Business Week reports St. Jude has stopped sales of its QuickSite and QuickFlex wires due to exposed conductive ends that could present problems to patients who rely on these wires to regulate their heart rhythm. Like problems with other defibrillator leads it markets, the conductive ends on the QuickSite and QuickFlex can break through the silicone insulation.
The company indicates about 171,000 QuickSite and QuickFlex leads have been implanted in patients. The conductive ends break through the silicone insulation in about 3 to 4 percent of the patients who’ve had them implanted. St. Jude acknowledges it has received 39 reports of this error happening but it has not caused any injuries or device malfunctions. This, the company suggests, may be a lower figure than the actual amount of leads that have broken free of the insulation because it has not resulted in any injuries.

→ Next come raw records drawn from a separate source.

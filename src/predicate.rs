use std::fmt;

use serde::{Deserialize, Serialize};

use crate::{
    CalendarDate, Clause, CompileError,
    render::{RenderOptions, write_predicate},
};

/// Clauses OR'ed together, in the order they were emitted (ascending year, then month).
#[derive(Debug, Clone, PartialEq, Eq, Hash, Serialize, Deserialize)]
#[serde(into = "Vec<Clause>", try_from = "Vec<Clause>")]
pub struct Predicate {
    clauses: Vec<Clause>,
}

impl Predicate {
    /// Joins clauses into a predicate.
    ///
    /// # Errors
    /// `CompileError::InternalInvariantViolation` if `clauses` is empty: an
    /// empty disjunction would match nothing, and an empty filter everything.
    pub fn assemble(clauses: Vec<Clause>) -> Result<Self, CompileError> {
        if clauses.is_empty() {
            return Err(CompileError::InternalInvariantViolation(
                "predicate assembled from zero clauses",
            ));
        }
        Ok(Self { clauses })
    }

    pub fn clauses(&self) -> &[Clause] {
        &self.clauses
    }

    pub fn into_clauses(self) -> Vec<Clause> {
        self.clauses
    }

    /// Whether any clause accepts the partition key of `date`.
    pub fn matches(&self, date: &CalendarDate) -> bool {
        self.clauses.iter().any(|clause| clause.matches(date))
    }

    /// Renders the predicate as a `WHERE` fragment with custom columns and layout.
    pub fn render(&self, options: &RenderOptions) -> String {
        let mut out = String::new();
        // Writing into a String cannot fail
        let _ = write_predicate(&mut out, self, options);
        out
    }
}

impl fmt::Display for Predicate {
    fn fmt(&self, f: &mut fmt::Formatter<'_>) -> fmt::Result {
        write_predicate(f, self, &RenderOptions::default())
    }
}

impl From<Predicate> for Vec<Clause> {
    fn from(predicate: Predicate) -> Self {
        predicate.clauses
    }
}

impl TryFrom<Vec<Clause>> for Predicate {
    type Error = CompileError;

    fn try_from(clauses: Vec<Clause>) -> Result<Self, Self::Error> {
        Self::assemble(clauses)
    }
}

The QuickSite and QuickFlex leads attach to resynchronization devices to regulate heart rhythm. According to the report at BusinessWeek.com, problems with “externalized conductors were found on the silicone end of wires.” These leads attach to the heart’s lower left chamber and regulate the beating on each side of the organ.

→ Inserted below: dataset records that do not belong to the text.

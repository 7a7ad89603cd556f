use std::{iter, str::FromStr};

use serde::{Deserialize, Serialize};

use crate::{CalendarDate, CompileError, DateError, Predicate, RANGE_DOTS, RANGE_SEPARATOR, compile, prelude::*};

/// An inclusive range of calendar dates.
/// The start date must be less than or equal to the end date.
#[derive(Debug, Clone, Copy, PartialEq, Eq, PartialOrd, Ord, Hash, Display)]
#[display(fmt = "{start}/{end}")]
pub struct DateRange {
    start: CalendarDate,
    end:   CalendarDate,
}

/// Error type for date range construction and parsing.
#[derive(Debug, Clone, PartialEq, Eq, thiserror::Error)]
pub enum RangeError {
    /// Start date is after end date.
    #[error("Invalid date range: start ({start}) is after end ({end})")]
    InvalidRange { start: CalendarDate, end: CalendarDate },

    /// Error parsing one of the dates.
    #[error(transparent)]
    Date(#[from] DateError),

    /// Invalid range format.
    #[error("Invalid range format: {0}")]
    InvalidFormat(String),
}

impl DateRange {
    /// Creates a new date range with validation.
    ///
    /// # Errors
    /// Returns `RangeError::InvalidRange` if start > end.
    pub fn new(start: CalendarDate, end: CalendarDate) -> Result<Self, RangeError> {
        if start > end {
            return Err(RangeError::InvalidRange { start, end });
        }
        Ok(Self { start, end })
    }

    /// Range covering a single day.
    pub const fn day(date: CalendarDate) -> Self {
        Self {
            start: date,
            end:   date,
        }
    }

    pub const fn start(&self) -> CalendarDate {
        self.start
    }

    pub const fn end(&self) -> CalendarDate {
        self.end
    }

    pub fn contains(&self, date: &CalendarDate) -> bool {
        self.start <= *date && *date <= self.end
    }

    /// Every date in the range, ascending.
    pub fn dates(&self) -> impl Iterator<Item = CalendarDate> {
        let end = self.end;
        iter::successors(Some(self.start), move |d| d.next_day().filter(|next| *next <= end))
    }

    /// Compiles this range into a partition predicate.
    ///
    /// # Errors
    /// Only internal invariant violations; the bounds are already ordered.
    pub fn compile(&self) -> Result<Predicate, CompileError> {
        compile(self.start, self.end)
    }
}

impl FromStr for DateRange {
    type Err = RangeError;

    /// `YYYY-MM-DD/YYYY-MM-DD`, or `<date>..<date>` with either date format.
    fn from_str(s: &str) -> Result<Self, Self::Err> {
        let trimmed = s.trim();

        let (start_str, end_str) = if let Some(split) = trimmed.split_once(RANGE_DOTS) {
            split
        } else {
            let separator_count = trimmed.matches(RANGE_SEPARATOR).count();
            match separator_count {
                0 => {
                    return Err(RangeError::InvalidFormat(format!(
                        "No range separator found (expected '{RANGE_SEPARATOR}' or '{RANGE_DOTS}'): {s}"
                    )));
                },
                1 => trimmed.split_once(RANGE_SEPARATOR).ok_or_else(|| {
                    RangeError::InvalidFormat(format!("Separator '{RANGE_SEPARATOR}' not found despite count == 1"))
                })?,
                _ => {
                    return Err(RangeError::InvalidFormat(format!(
                        "Too many '{RANGE_SEPARATOR}' separators: expected 1, found {separator_count} \
                         (use '{RANGE_DOTS}' between month-first dates)"
                    )));
                },
            }
        };

        let start = start_str.trim().parse::<CalendarDate>()?;
        let end = end_str.trim().parse::<CalendarDate>()?;
        Self::new(start, end)
    }
}

impl Serialize for DateRange {
    fn serialize<S>(&self, serializer: S) -> Result<S::Ok, S::Error>
    where
        S: serde::Serializer,
    {
        serializer.collect_str(self)
    }
}

impl<'de> Deserialize<'de> for DateRange {
    fn deserialize<D>(deserializer: D) -> Result<Self, D::Error>
    where
        D: serde::Deserializer<'de>,
    {
        let s = String::deserialize(deserializer)?;
        s.parse().map_err(serde::de::Error::custom)
    }
}

#[cfg(test)]
mod tests {
    use super::*;
    use crate::test_utils::date;

    #[test]
    fn test_new_range_cases() {
        struct TestCase {
            start:          CalendarDate,
            end:            CalendarDate,
            should_succeed: bool,
            description:    &'static str,
        }

        let cases = [
            TestCase {
                start:          date(2019, 10, 22),
                end:            date(2019, 11, 4),
                should_succeed: true,
                description:    "valid range (start < end)",
            },
            TestCase {
                start:          date(2019, 11, 4),
                end:            date(2019, 10, 22),
                should_succeed: false,
                description:    "invalid range (start > end)",
            },
            TestCase {
                start:          date(2019, 10, 1),
                end:            date(2019, 10, 1),
                should_succeed: true,
                description:    "equal dates (start == end)",
            },
        ];

        for case in &cases {
            let range = DateRange::new(case.start, case.end);

            if case.should_succeed {
                assert!(range.is_ok(), "Expected success for: {}", case.description);
            } else {
                assert!(
                    matches!(range, Err(RangeError::InvalidRange { .. })),
                    "Expected failure for: {}",
                    case.description
                );
            }
        }
    }

    #[test]
    fn test_accessors_and_contains() {
        let range = DateRange::new(date(2019, 12, 25), date(2020, 1, 3)).expect("failed to construct range");

        assert_eq!(range.start(), date(2019, 12, 25));
        assert_eq!(range.end(), date(2020, 1, 3));
        assert!(range.contains(&date(2019, 12, 25)));
        assert!(range.contains(&date(2019, 12, 31)));
        assert!(range.contains(&date(2020, 1, 3)));
        assert!(!range.contains(&date(2019, 12, 24)));
        assert!(!range.contains(&date(2020, 1, 4)));
    }

    #[test]
    fn test_dates_iterates_across_year_boundary() {
        let range = DateRange::new(date(2019, 12, 30), date(2020, 1, 2)).expect("failed to construct range");
        let dates: Vec<CalendarDate> = range.dates().collect();
        assert_eq!(
            dates,
            vec![
                date(2019, 12, 30),
                date(2019, 12, 31),
                date(2020, 1, 1),
                date(2020, 1, 2)
            ]
        );

        assert_eq!(DateRange::day(date(2020, 2, 29)).dates().count(), 1);
        assert_eq!(
            DateRange::new(date(9999, 12, 30), date(9999, 12, 31))
                .expect("failed to construct range at year limit")
                .dates()
                .count(),
            2
        );
    }

    #[test]
    fn test_display() {
        let range = DateRange::new(date(2019, 10, 22), date(2019, 11, 4)).expect("failed to construct range");
        assert_eq!(range.to_string(), "2019-10-22/2019-11-04");
    }

    #[test]
    fn test_from_str_iso() {
        let range = "2019-10-22/2019-11-04"
            .parse::<DateRange>()
            .expect("failed to parse ISO range");
        assert_eq!(range.start(), date(2019, 10, 22));
        assert_eq!(range.end(), date(2019, 11, 4));
    }

    #[test]
    fn test_from_str_dots() {
        let range = "10/22/2019..11/4/2019"
            .parse::<DateRange>()
            .expect("failed to parse month-first range");
        assert_eq!(range.start(), date(2019, 10, 22));
        assert_eq!(range.end(), date(2019, 11, 4));

        let range = " 2019-12-25 .. 2020-01-03 "
            .parse::<DateRange>()
            .expect("failed to parse ISO range with dots");
        assert_eq!(range.end(), date(2020, 1, 3));
    }

    #[test]
    fn test_from_str_invalid_order() {
        let result = "2020-01-03/2019-12-25".parse::<DateRange>();
        assert!(matches!(result, Err(RangeError::InvalidRange { .. })));
    }

    #[test]
    fn test_from_str_errors() {
        let err = "20191022".parse::<DateRange>().expect_err("expected missing separator error");
        assert!(err.to_string().contains("No range separator found"));

        let err = "10/22/2019/11/4/2019"
            .parse::<DateRange>()
            .expect_err("expected too many separators error");
        assert!(err.to_string().contains("Too many '/' separators"));

        let err = "2019-02-10/2019-02-29"
            .parse::<DateRange>()
            .expect_err("expected invalid leap day error");
        assert!(matches!(err, RangeError::Date(DateError::InvalidDay { .. })));
    }

    #[test]
    fn test_ordering() {
        let first = DateRange::new(date(2019, 1, 1), date(2019, 6, 1)).expect("failed to construct first range");
        let second = DateRange::new(date(2019, 1, 1), date(2019, 7, 1)).expect("failed to construct second range");
        let third = DateRange::new(date(2019, 2, 1), date(2019, 3, 1)).expect("failed to construct third range");
        assert!(first < second);
        assert!(second < third);
    }

    #[test]
    fn test_compile() {
        let range = DateRange::day(date(2019, 10, 1));
        let predicate = range.compile().expect("failed to compile single-day range");
        assert_eq!(predicate.clauses().len(), 1);
    }

    #[test]
    fn test_serde_string_format() {
        let range = DateRange::new(date(2019, 10, 22), date(2019, 11, 4)).expect("failed to construct range");
        let json = serde_json::to_string(&range).expect("failed to serialize range");
        assert_eq!(json, r#""2019-10-22/2019-11-04""#);

        let parsed: DateRange = serde_json::from_str(&json).expect("failed to deserialize range");
        assert_eq!(parsed, range);

        let result: Result<DateRange, _> = serde_json::from_str(r#""2019-11-04/2019-10-22""#);
        assert!(result.is_err());
    }
}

St. Jude’s announcement covers QuickSite and QuickFlex leads sold before 2008. After that date, the leads were covered in a “hybrid” insulation that’s purportedly not prone to the same errors.
This is the second announcement regarding St. Jude defibrillator leads it manufactures or has since recalled due to similar problems with far more serious consequences. A recently published analysis of the Riata line of leds indicated in the last week they were the cause of death in at least 20 patients.
The company stopped selling those leads in December 2010 but not until it had sold nearly 227,000 of them. Still, more than 79,000 people in the U.S. and more than 49,000 others around the world are relying on Riata or Riata ST leads to deliver life-saving shocks to their heart. They were eventually recalled a year after the company stopped selling them and the Food and Drug Administration declared it a Class I recall, meaning use of these leads put a patient at serious risk of injury or death.
When it short-circuits, the Riata leads may deliver unnecessary shocks to the heart or may not work when needed. Each scenario poses life-threatening risks to a patient and could happen at any moment, essentially.
Similar to the QuickSite and QuickFlex leads, exposed conductive ends which couldn’t be contained by the wires’ silicone insulation resulted in short circuiting. The risks posed by the leads in the most recent announcement do not appear to be as severe as those from the Riata line.